▶ [WORK ORDER] Every line of the data below should be written out word for word.

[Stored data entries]

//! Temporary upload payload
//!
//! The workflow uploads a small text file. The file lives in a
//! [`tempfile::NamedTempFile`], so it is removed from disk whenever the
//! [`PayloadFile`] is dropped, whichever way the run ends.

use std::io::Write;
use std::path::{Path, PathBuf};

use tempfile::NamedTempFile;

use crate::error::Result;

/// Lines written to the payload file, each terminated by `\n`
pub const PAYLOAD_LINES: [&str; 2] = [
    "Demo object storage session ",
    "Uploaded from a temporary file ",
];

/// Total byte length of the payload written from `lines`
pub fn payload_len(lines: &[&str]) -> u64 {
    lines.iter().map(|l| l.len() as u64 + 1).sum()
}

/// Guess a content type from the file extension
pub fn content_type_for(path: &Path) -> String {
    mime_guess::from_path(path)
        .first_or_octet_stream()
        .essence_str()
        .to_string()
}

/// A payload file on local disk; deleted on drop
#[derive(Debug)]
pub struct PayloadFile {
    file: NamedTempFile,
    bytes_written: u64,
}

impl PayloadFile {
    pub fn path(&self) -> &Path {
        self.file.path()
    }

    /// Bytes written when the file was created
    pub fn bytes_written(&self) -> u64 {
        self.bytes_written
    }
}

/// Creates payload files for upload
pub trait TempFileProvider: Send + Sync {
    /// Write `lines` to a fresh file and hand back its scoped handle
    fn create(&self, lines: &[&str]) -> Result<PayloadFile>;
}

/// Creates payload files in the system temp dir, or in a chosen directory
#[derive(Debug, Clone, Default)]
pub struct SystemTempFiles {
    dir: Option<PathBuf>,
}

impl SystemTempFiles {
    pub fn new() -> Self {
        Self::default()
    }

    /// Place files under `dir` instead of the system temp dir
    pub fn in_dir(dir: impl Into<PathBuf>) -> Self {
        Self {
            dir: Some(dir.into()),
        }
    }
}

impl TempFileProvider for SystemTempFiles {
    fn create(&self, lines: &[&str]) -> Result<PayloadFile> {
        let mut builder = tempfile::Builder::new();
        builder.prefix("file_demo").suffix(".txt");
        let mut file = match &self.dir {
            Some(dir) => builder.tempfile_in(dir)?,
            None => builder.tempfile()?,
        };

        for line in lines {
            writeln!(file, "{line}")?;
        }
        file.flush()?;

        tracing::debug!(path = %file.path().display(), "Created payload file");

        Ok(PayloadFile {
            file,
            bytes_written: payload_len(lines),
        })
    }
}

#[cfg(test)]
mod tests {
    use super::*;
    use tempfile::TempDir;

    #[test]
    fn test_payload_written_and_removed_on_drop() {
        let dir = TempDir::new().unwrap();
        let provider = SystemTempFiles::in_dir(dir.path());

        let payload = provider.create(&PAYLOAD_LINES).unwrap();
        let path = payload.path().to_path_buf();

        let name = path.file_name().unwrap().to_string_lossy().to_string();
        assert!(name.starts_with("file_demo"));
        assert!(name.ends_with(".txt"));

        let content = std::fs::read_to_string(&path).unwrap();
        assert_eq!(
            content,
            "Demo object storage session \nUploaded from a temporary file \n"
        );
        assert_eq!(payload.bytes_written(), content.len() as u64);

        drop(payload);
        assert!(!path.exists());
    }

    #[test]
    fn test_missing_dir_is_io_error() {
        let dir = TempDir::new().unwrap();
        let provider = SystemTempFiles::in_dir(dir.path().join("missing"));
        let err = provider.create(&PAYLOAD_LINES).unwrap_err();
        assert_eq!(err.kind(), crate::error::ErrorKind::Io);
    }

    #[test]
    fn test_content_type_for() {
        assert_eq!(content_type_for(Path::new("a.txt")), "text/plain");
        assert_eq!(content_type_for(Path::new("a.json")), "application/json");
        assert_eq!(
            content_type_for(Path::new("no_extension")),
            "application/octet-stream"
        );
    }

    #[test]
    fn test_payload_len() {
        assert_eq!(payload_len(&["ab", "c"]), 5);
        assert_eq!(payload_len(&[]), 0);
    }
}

▶ [OUTPUT OF THE TASK]
//! Temporary upload payload
//!
//! The workflow uploads a small text file. The file lives in a
//! [`tempfile::NamedTempFile`], so it is removed from disk whenever the
//! [`PayloadFile`] is dropped, whichever way the run ends.

use std::io::Write;
use std::path::{Path, PathBuf};

use tempfile::NamedTempFile;

use crate::error::Result;

/// Lines written to the payload file, each terminated by `\n`
pub const PAYLOAD_LINES: [&str; 2] = [
    "Demo object storage session ",
    "Uploaded from a temporary file ",
];

/// Total byte length of the payload written from `lines`
pub fn payload_len(lines: &[&str]) -> u64 {
    lines.iter().map(|l| l.len() as u64 + 1).sum()
}

/// Guess a content type from the file extension
pub fn content_type_for(path: &Path) -> String {
    mime_guess::from_path(path)
        .first_or_octet_stream()
        .essence_str()
        .to_string()
}

/// A payload file on local disk; deleted on drop
#[derive(Debug)]
pub struct PayloadFile {
    file: NamedTempFile,
    bytes_written: u64,
}

impl PayloadFile {
    pub fn path(&self) -> &Path {
        self.file.path()
    }

    /// Bytes written when the file was created
    pub fn bytes_written(&self) -> u64 {
        self.bytes_written
    }
}

/// Creates payload files for upload
pub trait TempFileProvider: Send + Sync {
    /// Write `lines` to a fresh file and hand back its scoped handle
    fn create(&self, lines: &[&str]) -> Result<PayloadFile>;
}

/// Creates payload files in the system temp dir, or in a chosen directory
#[derive(Debug, Clone, Default)]
pub struct SystemTempFiles {
    dir: Option<PathBuf>,
}

impl SystemTempFiles {
    pub fn new() -> Self {
        Self::default()
    }

    /// Place files under `dir` instead of the system temp dir
    pub fn in_dir(dir: impl Into<PathBuf>) -> Self {
        Self {
            dir: Some(dir.into()),
        }
    }
}

impl TempFileProvider for SystemTempFiles {
    fn create(&self, lines: &[&str]) -> Result<PayloadFile> {
        let mut builder = tempfile::Builder::new();
        builder.prefix("file_demo").suffix(".txt");
        let mut file = match &self.dir {
            Some(dir) => builder.tempfile_in(dir)?,
            None => builder.tempfile()?,
        };

        for line in lines {
            writeln!(file, "{line}")?;
        }
        file.flush()?;

        tracing::debug!(path = %file.path().display(), "Created payload file");

        Ok(PayloadFile {
            file,
            bytes_written: payload_len(lines),
        })
    }
}

#[cfg(test)]
mod tests {
    use super::*;
    use tempfile::TempDir;

    #[test]
    fn test_payload_written_and_removed_on_drop() {
        let dir = TempDir::new().unwrap();
        let provider = SystemTempFiles::in_dir(dir.path());

        let payload = provider.create(&PAYLOAD_LINES).unwrap();
        let path = payload.path().to_path_buf();

        let name = path.file_name().unwrap().to_string_lossy().to_string();
        assert!(name.starts_with("file_demo"));
        assert!(name.ends_with(".txt"));

        let content = std::fs::read_to_string(&path).unwrap();
        assert_eq!(
            content,
            "Demo object storage session \nUploaded from a temporary file \n"
        );
        assert_eq!(payload.bytes_written(), content.len() as u64);

        drop(payload);
        assert!(!path.exists());
    }

    #[test]
    fn test_missing_dir_is_io_error() {
        let dir = TempDir::new().unwrap();
        let provider = SystemTempFiles::in_dir(dir.path().join("missing"));
        let err = provider.create(&PAYLOAD_LINES).unwrap_err();
        assert_eq!(err.kind(), crate::error::ErrorKind::Io);
    }

    #[test]
    fn test_content_type_for() {
        assert_eq!(content_type_for(Path::new("a.txt")), "text/plain");
        assert_eq!(content_type_for(Path::new("a.json")), "application/json");
        assert_eq!(
            content_type_for(Path::new("no_extension")),
            "application/octet-stream"
        );
    }

    #[test]
    fn test_payload_len() {
        assert_eq!(payload_len(&["ab", "c"]), 5);
        assert_eq!(payload_len(&[]), 0);
    }
}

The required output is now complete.